You can see the 99% CI is the largest because it contains the most possible age estimates, including extreme outliers. 95% CI means that 95% of the testers in the database have that age range, and 68% CI means 68% of all testers have that age range. 68% is the most narrow age range, as it is the smallest subset of the database. If you are basing your research on the 68% CI, there is a 32% chance that your shared SNP is outside this age range. This increases the risk of inferring incorrect information.

For this reason we offer three levels of confidence intervals.

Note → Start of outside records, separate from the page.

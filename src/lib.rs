//! Hybrid HTTP gateway library.
//!
//! Runs one synchronous "serve a request, write a response" handler either
//! behind a listening socket or behind serverless HTTP triggers (REST proxy,
//! HTTP API v2, ALB target group), translating each trigger's wire format to
//! a canonical request and the handler's output back to the matching wire
//! response.

pub mod adapter;
pub mod canonical;
pub mod config;
pub mod error;
pub mod event;
pub mod http;
pub mod lifecycle;
pub mod net;
pub mod observability;
pub mod response;
pub mod runtime;

pub use adapter::{EventAdapter, Handler, InvocationContext};
pub use canonical::{MultiMap, Request};
pub use config::{AdapterConfig, GatewayConfig};
pub use error::AdapterError;
pub use event::Variant;
pub use http::HttpServer;
pub use lifecycle::Shutdown;
pub use response::ResponseCapture;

Most genealogists recommend the 95% CI.

Expanding the report

This same technique was done for all possible genetic distances at all possible Y-STR matching levels. We calculated the time estimate at three confidence levels: 68%, 95%, and 99%. Here is the chart for 95%. This means that 95% of all men with a certain genetic distance at a certain testing level share a common ancestor in this time range. This gives genealogists different options on which they can base their research. When you view the TiP Report, you can click on any given Genetic Distance estimate to get a detailed report that looks like this:

You will notice the highest possible GD on the chart is 10, for 111 markers. In the last row there is an option to to show the entire range simultaneously.

Clicking on one of these options will display all possible GD ranges for that marker level. Here is an example of the first option, for Y-12:

Notice that the only two levels shown are for a GD of 0 and 1, as these are the only options available. The GD of 1 has a wider time range, but a lower possible likelihood, while the GD of 0 has a narrower range but a higher likelihood. This corresponds to the general confidence interval of these two levels.

When you view the same chart for the Y-111 level, there are many more options displayed, yet the same pattern occurs, with an inverse relationship between the time range and the likelihood.

Things to remember

There will always be statistical outliers. In our beta version of the Time Tree, we have worked to address these outliers. One thing that is known to affect the time estimate is null values. Null values occur when the lab is unable to find the value for a particular STR marker. This can happen for a number of reasons. You can read more about null values here, and how they affect genetic distance here.

Null Values

Null values affect matching, so samples that had a null value in their STR markers were not included in the dataset used to create the TiP report and Time Tree. For statistical analysis, this is especially important as people who have null values tend to have multiple null values at multiple locations, and this amplifies the differences they have with the majority of the data set.

Conclusion

DNA testing is an ever-evolving science. As the science improves and the database grows, we are able to refine our estimates and develop more accurate techniques. It is our hope that as time goes on, this report will only improve. For now, it represents the most up-to-date information gathered from the world’s largest Y-DNA haplotree.